**HOW TO COMPLETE THIS TASK:** Note each line of the listing that contains the string "substitutions", and copy it.
_ _ _
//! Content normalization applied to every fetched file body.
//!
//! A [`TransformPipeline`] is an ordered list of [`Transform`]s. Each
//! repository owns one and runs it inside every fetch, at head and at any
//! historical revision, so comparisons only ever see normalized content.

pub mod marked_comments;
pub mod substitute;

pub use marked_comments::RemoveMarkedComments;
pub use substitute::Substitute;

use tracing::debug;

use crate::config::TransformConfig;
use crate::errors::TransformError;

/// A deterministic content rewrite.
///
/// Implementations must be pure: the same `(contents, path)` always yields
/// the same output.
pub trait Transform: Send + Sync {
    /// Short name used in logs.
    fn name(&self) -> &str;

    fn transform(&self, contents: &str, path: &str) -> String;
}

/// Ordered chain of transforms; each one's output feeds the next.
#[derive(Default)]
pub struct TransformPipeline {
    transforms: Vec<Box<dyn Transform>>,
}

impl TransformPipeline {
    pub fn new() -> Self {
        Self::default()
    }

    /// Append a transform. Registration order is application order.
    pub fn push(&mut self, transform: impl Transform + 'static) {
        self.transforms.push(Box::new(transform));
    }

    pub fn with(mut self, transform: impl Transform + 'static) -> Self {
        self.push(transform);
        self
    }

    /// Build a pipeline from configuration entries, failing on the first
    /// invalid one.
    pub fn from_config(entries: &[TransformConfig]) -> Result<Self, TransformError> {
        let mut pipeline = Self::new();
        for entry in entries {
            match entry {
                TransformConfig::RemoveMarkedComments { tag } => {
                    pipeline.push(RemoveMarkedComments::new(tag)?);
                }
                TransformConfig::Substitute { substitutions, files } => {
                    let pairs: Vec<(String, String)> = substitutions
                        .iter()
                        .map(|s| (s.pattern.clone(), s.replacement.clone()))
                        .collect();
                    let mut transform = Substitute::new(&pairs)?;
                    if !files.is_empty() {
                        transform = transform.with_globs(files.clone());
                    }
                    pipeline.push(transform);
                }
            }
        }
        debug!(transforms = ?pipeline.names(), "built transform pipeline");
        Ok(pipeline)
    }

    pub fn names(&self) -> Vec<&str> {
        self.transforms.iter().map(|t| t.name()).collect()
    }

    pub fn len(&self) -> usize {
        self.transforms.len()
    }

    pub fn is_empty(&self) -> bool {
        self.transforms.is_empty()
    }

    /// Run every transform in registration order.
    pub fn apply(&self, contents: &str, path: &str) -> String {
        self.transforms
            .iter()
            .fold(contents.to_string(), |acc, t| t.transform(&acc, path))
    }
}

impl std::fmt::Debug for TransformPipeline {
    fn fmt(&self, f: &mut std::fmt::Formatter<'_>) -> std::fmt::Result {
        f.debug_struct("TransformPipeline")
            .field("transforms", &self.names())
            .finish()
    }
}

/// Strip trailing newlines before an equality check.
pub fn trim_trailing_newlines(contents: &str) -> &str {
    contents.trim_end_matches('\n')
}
_ _ _
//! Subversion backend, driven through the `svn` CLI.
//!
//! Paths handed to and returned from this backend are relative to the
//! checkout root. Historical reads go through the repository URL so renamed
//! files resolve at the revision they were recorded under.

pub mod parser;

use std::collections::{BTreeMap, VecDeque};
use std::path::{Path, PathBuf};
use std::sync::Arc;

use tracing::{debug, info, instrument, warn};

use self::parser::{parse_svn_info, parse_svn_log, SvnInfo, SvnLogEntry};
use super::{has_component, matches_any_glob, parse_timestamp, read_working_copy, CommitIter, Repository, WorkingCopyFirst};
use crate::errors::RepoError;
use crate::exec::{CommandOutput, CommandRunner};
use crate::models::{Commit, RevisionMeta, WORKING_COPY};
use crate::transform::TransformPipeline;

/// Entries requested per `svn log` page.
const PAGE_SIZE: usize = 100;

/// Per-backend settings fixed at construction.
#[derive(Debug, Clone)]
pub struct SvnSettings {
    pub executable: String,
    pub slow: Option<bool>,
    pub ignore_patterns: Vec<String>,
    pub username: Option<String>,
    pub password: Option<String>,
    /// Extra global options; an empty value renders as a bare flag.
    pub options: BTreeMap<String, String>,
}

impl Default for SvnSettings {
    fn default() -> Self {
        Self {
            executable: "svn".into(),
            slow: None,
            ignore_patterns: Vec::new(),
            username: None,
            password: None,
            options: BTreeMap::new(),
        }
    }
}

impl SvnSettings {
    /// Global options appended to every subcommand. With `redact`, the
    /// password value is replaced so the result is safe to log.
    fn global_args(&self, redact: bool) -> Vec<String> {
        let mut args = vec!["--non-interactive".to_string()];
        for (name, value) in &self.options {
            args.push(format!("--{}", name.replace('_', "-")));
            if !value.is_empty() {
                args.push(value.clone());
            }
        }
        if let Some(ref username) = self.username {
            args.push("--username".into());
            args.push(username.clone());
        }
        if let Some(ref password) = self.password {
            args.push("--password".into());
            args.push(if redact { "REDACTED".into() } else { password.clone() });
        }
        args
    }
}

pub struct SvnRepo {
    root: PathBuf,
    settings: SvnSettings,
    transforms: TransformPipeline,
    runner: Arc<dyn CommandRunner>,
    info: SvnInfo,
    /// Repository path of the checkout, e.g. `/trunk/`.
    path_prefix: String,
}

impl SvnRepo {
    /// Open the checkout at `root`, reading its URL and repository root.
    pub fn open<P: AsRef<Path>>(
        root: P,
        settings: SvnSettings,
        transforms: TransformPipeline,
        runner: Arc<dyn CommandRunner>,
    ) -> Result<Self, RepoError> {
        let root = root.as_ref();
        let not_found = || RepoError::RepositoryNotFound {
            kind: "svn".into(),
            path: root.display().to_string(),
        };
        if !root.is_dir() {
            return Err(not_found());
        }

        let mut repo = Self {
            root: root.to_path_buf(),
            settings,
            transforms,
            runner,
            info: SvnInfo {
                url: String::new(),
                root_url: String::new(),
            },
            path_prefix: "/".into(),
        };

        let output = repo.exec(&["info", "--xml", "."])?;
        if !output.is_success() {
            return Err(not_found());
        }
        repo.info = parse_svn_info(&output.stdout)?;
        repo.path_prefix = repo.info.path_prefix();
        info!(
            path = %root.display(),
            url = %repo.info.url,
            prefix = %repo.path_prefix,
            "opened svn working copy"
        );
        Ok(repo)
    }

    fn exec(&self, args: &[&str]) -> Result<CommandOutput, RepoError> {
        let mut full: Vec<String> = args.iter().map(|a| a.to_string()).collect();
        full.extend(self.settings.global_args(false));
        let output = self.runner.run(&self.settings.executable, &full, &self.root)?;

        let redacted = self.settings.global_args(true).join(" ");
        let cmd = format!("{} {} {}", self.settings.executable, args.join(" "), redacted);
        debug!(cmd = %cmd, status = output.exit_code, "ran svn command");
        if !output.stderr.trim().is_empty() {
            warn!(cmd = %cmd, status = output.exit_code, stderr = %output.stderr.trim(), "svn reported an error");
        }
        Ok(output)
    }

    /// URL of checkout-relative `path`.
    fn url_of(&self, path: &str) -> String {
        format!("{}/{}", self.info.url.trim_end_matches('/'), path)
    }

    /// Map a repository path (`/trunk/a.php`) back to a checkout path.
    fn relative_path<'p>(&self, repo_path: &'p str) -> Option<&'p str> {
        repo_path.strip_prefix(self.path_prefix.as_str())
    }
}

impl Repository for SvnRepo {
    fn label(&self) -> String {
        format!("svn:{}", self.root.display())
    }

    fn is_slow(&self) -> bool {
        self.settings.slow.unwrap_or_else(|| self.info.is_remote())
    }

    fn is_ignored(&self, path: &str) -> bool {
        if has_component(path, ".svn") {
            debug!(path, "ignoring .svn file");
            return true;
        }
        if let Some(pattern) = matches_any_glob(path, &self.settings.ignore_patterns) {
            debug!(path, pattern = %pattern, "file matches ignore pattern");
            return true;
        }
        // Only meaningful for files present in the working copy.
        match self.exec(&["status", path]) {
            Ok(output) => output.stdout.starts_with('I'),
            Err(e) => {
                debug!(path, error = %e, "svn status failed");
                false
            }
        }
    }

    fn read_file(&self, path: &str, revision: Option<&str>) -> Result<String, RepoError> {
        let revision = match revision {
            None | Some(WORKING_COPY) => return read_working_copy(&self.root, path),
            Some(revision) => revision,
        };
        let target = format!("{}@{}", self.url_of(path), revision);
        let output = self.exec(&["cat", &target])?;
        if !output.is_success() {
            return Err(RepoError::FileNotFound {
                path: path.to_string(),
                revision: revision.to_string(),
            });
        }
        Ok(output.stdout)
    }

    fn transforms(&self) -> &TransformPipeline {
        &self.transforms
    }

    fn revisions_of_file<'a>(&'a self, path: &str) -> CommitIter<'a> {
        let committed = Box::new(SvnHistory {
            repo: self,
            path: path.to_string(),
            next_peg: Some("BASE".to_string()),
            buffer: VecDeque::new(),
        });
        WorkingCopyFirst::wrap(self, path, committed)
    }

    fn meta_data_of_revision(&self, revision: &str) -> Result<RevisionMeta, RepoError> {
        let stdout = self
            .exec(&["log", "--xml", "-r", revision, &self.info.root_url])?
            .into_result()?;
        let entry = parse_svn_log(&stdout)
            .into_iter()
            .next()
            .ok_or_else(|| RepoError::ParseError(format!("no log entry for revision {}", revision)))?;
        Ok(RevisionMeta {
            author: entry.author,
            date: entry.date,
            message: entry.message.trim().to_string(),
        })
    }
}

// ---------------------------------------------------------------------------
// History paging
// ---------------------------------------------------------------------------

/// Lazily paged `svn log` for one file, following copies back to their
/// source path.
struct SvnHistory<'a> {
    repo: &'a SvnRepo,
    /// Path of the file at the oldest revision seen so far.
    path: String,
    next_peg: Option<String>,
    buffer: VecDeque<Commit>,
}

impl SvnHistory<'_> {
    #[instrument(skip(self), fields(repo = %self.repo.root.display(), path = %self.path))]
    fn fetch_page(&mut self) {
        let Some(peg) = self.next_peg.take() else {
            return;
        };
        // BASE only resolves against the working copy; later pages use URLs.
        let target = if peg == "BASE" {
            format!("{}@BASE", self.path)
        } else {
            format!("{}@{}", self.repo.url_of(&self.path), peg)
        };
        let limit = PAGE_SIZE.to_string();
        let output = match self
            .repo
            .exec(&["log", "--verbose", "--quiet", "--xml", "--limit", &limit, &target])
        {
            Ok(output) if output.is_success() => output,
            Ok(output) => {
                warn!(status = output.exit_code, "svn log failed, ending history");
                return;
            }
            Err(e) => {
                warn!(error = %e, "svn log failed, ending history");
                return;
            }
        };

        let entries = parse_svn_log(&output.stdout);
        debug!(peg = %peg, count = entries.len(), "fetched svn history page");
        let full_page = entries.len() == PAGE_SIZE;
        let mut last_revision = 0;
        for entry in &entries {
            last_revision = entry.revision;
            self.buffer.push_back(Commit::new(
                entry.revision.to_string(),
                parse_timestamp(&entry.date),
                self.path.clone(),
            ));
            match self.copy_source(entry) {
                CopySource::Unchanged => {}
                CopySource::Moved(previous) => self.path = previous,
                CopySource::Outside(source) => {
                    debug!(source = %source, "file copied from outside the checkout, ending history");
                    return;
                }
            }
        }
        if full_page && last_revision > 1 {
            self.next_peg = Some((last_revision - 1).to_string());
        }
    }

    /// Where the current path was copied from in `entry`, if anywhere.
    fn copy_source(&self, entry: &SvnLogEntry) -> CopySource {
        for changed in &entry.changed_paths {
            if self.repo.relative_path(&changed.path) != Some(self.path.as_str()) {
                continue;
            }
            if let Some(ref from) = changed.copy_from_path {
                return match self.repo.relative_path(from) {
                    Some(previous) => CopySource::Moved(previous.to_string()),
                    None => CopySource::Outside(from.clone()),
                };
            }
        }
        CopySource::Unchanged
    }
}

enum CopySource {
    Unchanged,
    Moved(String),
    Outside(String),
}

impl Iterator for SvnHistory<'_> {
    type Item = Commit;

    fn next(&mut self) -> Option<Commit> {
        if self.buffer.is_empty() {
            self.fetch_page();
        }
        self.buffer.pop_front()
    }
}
_ _ _
**ANSWER SECTION:**
                TransformConfig::Substitute { substitutions, files } => {
                    let pairs: Vec<(String, String)> = substitutions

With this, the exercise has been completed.